Interest-only mortgages can be a viable solution for those who have run into financial trouble, but first-time homebuyers are now using the product to get a foot in the quickly closing door to Canada’s real estate market.
“If first-time homebuyers are at the point where they need an interest-only loan, they shouldn’t be buying a house,” says Terry Lynch, a mortgage agent with TMG
Ontario. “I know it sounds draconian, but this is for people who are already down the road, for people who don’t have any solution. They’re using what they have in the house as a stop-gap measure. I would not see it for young people getting into their first home.”
Lynch says interest-only loans usually come with high interest rates and a pretty steep lenders fee – factors that are especially dangerous for first-timer buyers.
“If a first-time buyer has to resort to that kind of mortgage, frankly, they shouldn’t be getting into the market yet,” he says. “I know there are people who are desperate, but they have to temper their enthusiasm with a little caution.”
This type of mortgage product could also add to their mortgage amount, encouraging buyers to take on more than they should.
“Interest-only mortgages, along with the low interest rate, can basically approve a buyer for a lot more of a mortgage than they would in the interest-and-principal mortgage,” says Raymond Green, a broker with The Mortgage Centre-Baldassarra Financial Group. “(These) mortgages can affect the buyer with regards to future advancements on their property and the equity.”
Opponents of interest-only mortgages, particularly for first-time buyers, point to the economic crisis in the United States.
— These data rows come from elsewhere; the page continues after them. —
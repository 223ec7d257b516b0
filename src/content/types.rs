//! Normalized blog entities.
//!
//! These are what pages, snapshots and the search index consume. They never
//! carry Strapi's `data`/`attributes` nesting.

use serde::{Deserialize, Serialize};

#[derive(Debug, Clone, PartialEq, Eq, Serialize, Deserialize)]
#[serde(rename_all = "camelCase")]
pub struct Author {
    pub id: u64,
    pub name: String,
    #[serde(default, skip_serializing_if = "Option::is_none")]
    pub email: Option<String>,
    /// Absolute URL.
    #[serde(default, skip_serializing_if = "Option::is_none")]
    pub avatar: Option<String>,
    #[serde(default, skip_serializing_if = "Option::is_none")]
    pub bio: Option<String>,
}

#[derive(Debug, Clone, PartialEq, Eq, Serialize, Deserialize)]
#[serde(rename_all = "camelCase")]
pub struct Category {
    pub id: u64,
    pub name: String,
    pub slug: String,
    #[serde(default, skip_serializing_if = "Option::is_none")]
    pub description: Option<String>,
}

#[derive(Debug, Clone, PartialEq, Eq, Serialize, Deserialize)]
#[serde(rename_all = "camelCase")]
pub struct Post {
    pub id: u64,
    pub title: String,
    pub slug: String,
    /// Markdown body; empty when the CMS sent none.
    pub content: String,
    #[serde(default, skip_serializing_if = "Option::is_none")]
    pub excerpt: Option<String>,
    /// Absolute URL.
    #[serde(default, skip_serializing_if = "Option::is_none")]
    pub cover_image: Option<String>,
    pub published_at: String,
    #[serde(default, skip_serializing_if = "Option::is_none")]
    pub updated_at: Option<String>,
    #[serde(default, skip_serializing_if = "Option::is_none")]
    pub author: Option<Author>,
    #[serde(default, skip_serializing_if = "Option::is_none")]
    pub category: Option<Category>,
    #[serde(default, skip_serializing_if = "Option::is_none")]
    pub tags: Option<Vec<String>>,
}

/// Page metadata as reported by the CMS.
///
/// Missing keys decode as zero; offset-style responses omit `page`.
#[derive(Debug, Clone, Copy, Default, PartialEq, Eq, Serialize, Deserialize)]
#[serde(default, rename_all = "camelCase")]
pub struct Pagination {
    pub page: u32,
    pub page_size: u32,
    pub page_count: u32,
    pub total: u32,
}

/// One page of posts. `Default` is the empty page returned on failure.
#[derive(Debug, Clone, Default, PartialEq, Eq, Serialize, Deserialize)]
#[serde(rename_all = "camelCase")]
pub struct PostsPage {
    pub posts: Vec<Post>,
    #[serde(default, skip_serializing_if = "Option::is_none")]
    pub pagination: Option<Pagination>,
}

#[cfg(test)]
mod tests {
    use super::*;
    use serde_json::json;

    #[test]
    fn test_post_serializes_camel_case_without_absent_fields() {
        let post = Post {
            id: 1,
            title: "Hello".into(),
            slug: "hello".into(),
            content: String::new(),
            excerpt: None,
            cover_image: Some("http://cms/uploads/a.png".into()),
            published_at: "2024-01-01T00:00:00Z".into(),
            updated_at: None,
            author: None,
            category: None,
            tags: None,
        };

        assert_eq!(
            serde_json::to_value(&post).unwrap(),
            json!({
                "id": 1,
                "title": "Hello",
                "slug": "hello",
                "content": "",
                "coverImage": "http://cms/uploads/a.png",
                "publishedAt": "2024-01-01T00:00:00Z"
            })
        );
    }

    #[test]
    fn test_pagination_tolerates_missing_keys() {
        let pagination: Pagination =
            serde_json::from_value(json!({ "start": 0, "limit": 100, "total": 4 })).unwrap();
        assert_eq!(pagination.total, 4);
        assert_eq!(pagination.page, 0);
    }

    #[test]
    fn test_empty_page_has_no_pagination() {
        let page = PostsPage::default();
        assert!(page.posts.is_empty());
        assert_eq!(serde_json::to_value(&page).unwrap(), json!({ "posts": [] }));
    }
}
//! CMS client error types.

use std::error::Error as StdError;
use thiserror::Error;

/// Faults raised by [`super::CmsClient::fetch_api`].
///
/// The content layer swallows all of them; they only surface to callers of
/// the `try_*` operations.
#[derive(Debug, Error)]
pub enum CmsError {
    #[error("failed to build HTTP client")]
    Client(#[source] reqwest::Error),

    #[error("invalid request header `{0}`")]
    Header(String),

    #[error("HTTP error! status: {status} ({endpoint})")]
    Status { endpoint: String, status: u16 },

    #[error("request to `{endpoint}` failed")]
    Transport {
        endpoint: String,
        #[source]
        source: reqwest::Error,
    },

    #[error("unexpected response body from `{endpoint}`")]
    Decode {
        endpoint: String,
        #[source]
        source: serde_json::Error,
    },
}

impl CmsError {
    /// HTTP status for [`CmsError::Status`], `None` otherwise.
    pub const fn status(&self) -> Option<u16> {
        match self {
            Self::Status { status, .. } => Some(*status),
            _ => None,
        }
    }
}

/// Render an error with its whole `source()` chain, `outer: inner: root`.
pub fn error_chain(err: &dyn StdError) -> String {
    let mut message = err.to_string();
    let mut source = err.source();
    while let Some(cause) = source {
        message.push_str(": ");
        message.push_str(&cause.to_string());
        source = cause.source();
    }
    message
}
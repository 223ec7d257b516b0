//! Terminal front end for the search modal.
//!
//! Drives a [`SearchSession`] from a one-shot query or from input lines,
//! performing the index fetches the session asks for.

use super::{
    HINT, IndexSource, ModalEvent, SearchIndexEntry, SearchSession, SearchView, load_index,
};
use crate::cms::error_chain;
use anyhow::Result;
use std::io::{BufRead, Write};

/// Input line that ends an interactive session.
pub const QUIT: &str = ":q";

const UNAVAILABLE: &str = "Search index unavailable";

/// Run one query, or read queries from `input` until [`QUIT`] or EOF.
pub fn run(
    source: &IndexSource,
    query: Option<&str>,
    input: impl BufRead,
    out: &mut impl Write,
) -> Result<()> {
    let mut session = SearchSession::new();
    open(&mut session, source);

    if let Some(query) = query {
        session.set_query(query);
        return render(session.view(), out);
    }

    render(session.view(), out)?;
    for line in input.lines() {
        let line = line?;
        if line.trim() == QUIT {
            break;
        }
        if !session.is_loaded() {
            // Reopening retries a failed load.
            session.handle(ModalEvent::Escape);
            open(&mut session, source);
        }
        session.set_query(&line);
        render(session.view(), out)?;
    }
    session.handle(ModalEvent::Escape);
    Ok(())
}

fn open(session: &mut SearchSession, source: &IndexSource) {
    if let Some(ticket) = session.handle(ModalEvent::Trigger) {
        let outcome = load_index(source).map_err(|err| format!("{source}: {}", error_chain(&err)));
        session.complete_fetch(ticket, outcome);
    }
}

fn render(view: SearchView<'_>, out: &mut impl Write) -> Result<()> {
    match view {
        SearchView::Closed => {}
        SearchView::Loading => writeln!(out, "Loading...")?,
        SearchView::Hint => writeln!(out, "{HINT}")?,
        SearchView::Unavailable => writeln!(out, "{UNAVAILABLE}")?,
        SearchView::NoResults { query } => writeln!(out, "No results found for \"{query}\"")?,
        SearchView::Results(entries) => {
            for entry in entries {
                render_entry(entry, out)?;
            }
        }
    }
    out.flush()?;
    Ok(())
}

fn render_entry(entry: &SearchIndexEntry, out: &mut impl Write) -> Result<()> {
    match &entry.category {
        Some(category) => writeln!(out, "{} [{category}]  /blog/{}", entry.title, entry.slug)?,
        None => writeln!(out, "{}  /blog/{}", entry.title, entry.slug)?,
    }
    if let Some(description) = &entry.description {
        writeln!(out, "    {description}")?;
    }
    Ok(())
}
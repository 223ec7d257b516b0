//! Blocking Strapi REST client.

use super::{CmsError, FetchOptions};
use crate::config::CmsConfig;
use crate::log;
use reqwest::blocking::Client;
use reqwest::header::{AUTHORIZATION, CONTENT_TYPE, HeaderMap, HeaderName, HeaderValue};
use serde::de::DeserializeOwned;
use std::time::Duration;

/// Maximum body bytes echoed into debug output.
const BODY_PREVIEW_LIMIT: usize = 256;

/// Thin wrapper over a shared `reqwest` client bound to one CMS origin.
///
/// Cheap to clone; all clones share the connection pool.
#[derive(Debug, Clone)]
pub struct CmsClient {
    http: Client,
    base_url: String,
    api_prefix: String,
    token: String,
}

impl CmsClient {
    /// Build a client for `config`. Requests carry no timeout.
    pub fn new(config: &CmsConfig) -> Result<Self, CmsError> {
        let http = Client::builder()
            .timeout(None::<Duration>)
            .build()
            .map_err(CmsError::Client)?;

        Ok(Self {
            http,
            base_url: config.url.clone(),
            api_prefix: config.api_prefix.clone(),
            token: config.token.clone(),
        })
    }

    /// CMS origin, used to absolutize media paths.
    pub fn base_url(&self) -> &str {
        &self.base_url
    }

    /// `{base}/{api_prefix}/{endpoint}` with exactly one `/` at each seam.
    pub fn endpoint_url(&self, endpoint: &str) -> String {
        format!(
            "{}/{}/{}",
            self.base_url.trim_end_matches('/'),
            self.api_prefix.trim_matches('/'),
            endpoint.trim_start_matches('/')
        )
    }

    /// GET `endpoint` and decode the JSON body as `T`.
    ///
    /// Failures are logged here, then returned.
    pub fn fetch_api<T: DeserializeOwned>(
        &self,
        endpoint: &str,
        options: &FetchOptions,
    ) -> Result<T, CmsError> {
        let result = self.send(endpoint, options);
        if let Err(err) = &result {
            log!("cms"; "error fetching from strapi: {}", super::error_chain(err));
        }
        result
    }

    fn send<T: DeserializeOwned>(
        &self,
        endpoint: &str,
        options: &FetchOptions,
    ) -> Result<T, CmsError> {
        let url = self.endpoint_url(endpoint);
        let response = self
            .http
            .get(&url)
            .query(&options.params)
            .headers(self.headers(options)?)
            .send()
            .map_err(|source| map_transport_error(endpoint, source))?;

        let status = response.status();
        if !status.is_success() {
            return Err(CmsError::Status {
                endpoint: endpoint.to_owned(),
                status: status.as_u16(),
            });
        }

        let body = response
            .bytes()
            .map_err(|source| map_transport_error(endpoint, source))?;

        serde_json::from_slice(&body).map_err(|source| {
            log!("cms"; "undecodable body from {endpoint}: {}", body_preview(&body));
            CmsError::Decode {
                endpoint: endpoint.to_owned(),
                source,
            }
        })
    }

    /// Defaults first, then caller headers replacing same-named entries.
    fn headers(&self, options: &FetchOptions) -> Result<HeaderMap, CmsError> {
        let mut headers = HeaderMap::new();
        headers.insert(CONTENT_TYPE, HeaderValue::from_static("application/json"));

        if !self.token.is_empty() {
            let bearer = HeaderValue::from_str(&format!("Bearer {}", self.token))
                .map_err(|_| CmsError::Header(AUTHORIZATION.to_string()))?;
            headers.insert(AUTHORIZATION, bearer);
        }

        for (name, value) in &options.headers {
            let name = HeaderName::from_bytes(name.as_bytes())
                .map_err(|_| CmsError::Header(name.clone()))?;
            let value =
                HeaderValue::from_str(value).map_err(|_| CmsError::Header(name.to_string()))?;
            headers.insert(name, value);
        }

        Ok(headers)
    }
}

fn map_transport_error(endpoint: &str, source: reqwest::Error) -> CmsError {
    CmsError::Transport {
        endpoint: endpoint.to_owned(),
        source,
    }
}

fn body_preview(body: &[u8]) -> String {
    let text = String::from_utf8_lossy(body);
    crate::logger::truncate_str(&text, BODY_PREVIEW_LIMIT).to_owned()
}
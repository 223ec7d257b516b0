//! Substring filtering over the search index.

use super::SearchIndexEntry;

/// Most results shown for one query.
pub const MAX_RESULTS: usize = 5;

/// Lowercased whitespace-separated terms; never contains empty strings.
pub fn parse_terms(query: &str) -> Vec<String> {
    query.split_whitespace().map(str::to_lowercase).collect()
}

fn contains_all(haystack: &str, terms: &[String]) -> bool {
    let haystack = haystack.to_lowercase();
    terms.iter().all(|term| haystack.contains(term.as_str()))
}

/// All terms in the title, or all terms in the description.
fn matches(entry: &SearchIndexEntry, terms: &[String]) -> bool {
    contains_all(&entry.title, terms)
        || entry
            .description
            .as_deref()
            .is_some_and(|description| contains_all(description, terms))
}

/// First [`MAX_RESULTS`] matching entries in index order.
///
/// An empty or whitespace-only query matches nothing.
pub fn filter_entries<'a>(entries: &'a [SearchIndexEntry], query: &str) -> Vec<&'a SearchIndexEntry> {
    let terms = parse_terms(query);
    if terms.is_empty() {
        return Vec::new();
    }

    entries
        .iter()
        .filter(|entry| matches(entry, &terms))
        .take(MAX_RESULTS)
        .collect()
}
//! `[cms]` section configuration.
//!
//! Connection settings for the Strapi instance. `STRAPI_URL` and
//! `STRAPI_API_TOKEN` override the file values.

use super::defaults;
use crate::cms::PayloadSchema;
use educe::Educe;
use serde::{Deserialize, Serialize};
use std::path::PathBuf;

/// `[cms]` section in wardaya.toml.
///
/// # Example
/// ```toml
/// [cms]
/// url = "https://cms.example.com"
/// token_path = "~/.config/wardaya/strapi-token"
/// schema = "current"   # Strapi v5 flat records
/// ```
#[derive(Debug, Clone, Educe, Serialize, Deserialize)]
#[educe(Default)]
#[serde(deny_unknown_fields)]
pub struct CmsConfig {
    /// Base URL of the CMS, without the API prefix.
    #[serde(default = "defaults::cms::url")]
    #[educe(Default = defaults::cms::url())]
    pub url: String,

    /// Bearer token for the CMS API. Empty means anonymous.
    #[serde(default = "defaults::cms::token")]
    #[educe(Default = defaults::cms::token())]
    pub token: String,

    /// File holding the bearer token. Read when `token` is empty.
    #[serde(default = "defaults::cms::token_path")]
    #[educe(Default = defaults::cms::token_path())]
    pub token_path: Option<PathBuf>,

    /// Path segment between the base URL and the endpoint.
    #[serde(default = "defaults::cms::api_prefix")]
    #[educe(Default = defaults::cms::api_prefix())]
    pub api_prefix: String,

    /// Response payload shape served by the CMS.
    #[serde(default = "defaults::cms::schema")]
    #[educe(Default = defaults::cms::schema())]
    pub schema: PayloadSchema,
}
The collapse of the market there was tied to many factors – include the extensive use of interest-only mortgages. While this mortgage product is a risky one, the likelihood of its use leading to U.S.-style collapse is slim – largely due to our country’s stringent banking rules.
“The issue with the U.S., why that did happen, is the lenders were dictating the interest rates and the (lending) criteria were easy to meet,” Green says. “So that’s why it’s very important for the Bank of Canada to enforce their rules along with the interest rates, to prevent a collapse in the economy.”